(PROBLEM TO WORK ON): In the data below, which lines contain "Option"? List them by copying each one.

Saved data entries:
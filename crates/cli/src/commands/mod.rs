pub mod stats;

pub use stats::*;
//! Resolution of a build target into its link output and the static
//! objects and archives that went into it.

use log::debug;

use super::toolchains::Toolchain;
use crate::{StatsError, StatsResult};

/// CMake wraps shared library symlinks in a helper command; the real
/// target follows this token.
const SYMLINK_MARKER: &str = "cmake_symlink_library";

/// A resolved link step.
#[derive(Debug, Clone, PartialEq, Eq)]
pub struct LinkCommand {
    /// Target name, after following a symlink step.
    pub target: String,
    /// Build-relative path of the linked binary.
    pub output: String,
    /// Build-relative objects and archives, deduplicated, in link order.
    pub objects: Vec<String>,
}

/// The real target named by a `cmake_symlink_library` command, if any.
pub fn symlink_target(command: &str) -> Option<&str> {
    let mut tokens = command.split_whitespace();
    tokens.by_ref().find(|token| *token == SYMLINK_MARKER)?;
    tokens.next()
}

/// The path following `-o`.
pub fn link_output(command: &str) -> Option<&str> {
    let mut tokens = command.split_whitespace();
    tokens.by_ref().find(|token| *token == "-o")?;
    tokens.next()
}

/// Every `.o`/`.a` token for which `exists` holds, first occurrence only.
pub fn contributing_objects(command: &str, exists: impl Fn(&str) -> bool) -> Vec<String> {
    let mut objects: Vec<String> = Vec::new();
    for token in command.split_whitespace() {
        if !(token.ends_with(".o") || token.ends_with(".a")) {
            continue;
        }
        if objects.iter().any(|seen| seen == token) || !exists(token) {
            continue;
        }
        objects.push(token.to_string());
    }
    objects
}

/// Ask the toolchain for `target`'s link command and break it down.
pub fn resolve_link_command<T: Toolchain + ?Sized>(
    toolchain: &T,
    target: &str,
) -> StatsResult<LinkCommand> {
    let mut target = target.to_string();
    let mut command = toolchain.target_command(&target)?;
    if let Some(real) = symlink_target(&command) {
        debug!("{target} is a library symlink, using {real}");
        target = real.to_string();
        command = toolchain.target_command(&target)?;
    }

    let output = link_output(&command)
        .ok_or_else(|| StatsError::MissingLinkOutput { target: target.clone() })?
        .to_string();
    let objects = contributing_objects(&command, |entry| toolchain.has_artifact(entry));
    Ok(LinkCommand { target, output, objects })
}

#[cfg(test)]
mod tests {
    use super::*;

    #[test]
    fn symlink_target_reads_the_following_token() {
        let command = "cd lib && cmake -E cmake_symlink_library libjxl.so.0.9 libjxl.so.0 libjxl.so";
        assert_eq!(symlink_target(command), Some("libjxl.so.0.9"));
        assert_eq!(symlink_target("c++ -o tool a.o"), None);
    }

    #[test]
    fn link_output_requires_a_value() {
        assert_eq!(link_output("c++ a.o -o tools/cjxl"), Some("tools/cjxl"));
        assert_eq!(link_output("c++ a.o -o"), None);
    }
}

(ANSWER SECTION):
pub fn symlink_target(command: &str) -> Option<&str> {
pub fn link_output(command: &str) -> Option<&str> {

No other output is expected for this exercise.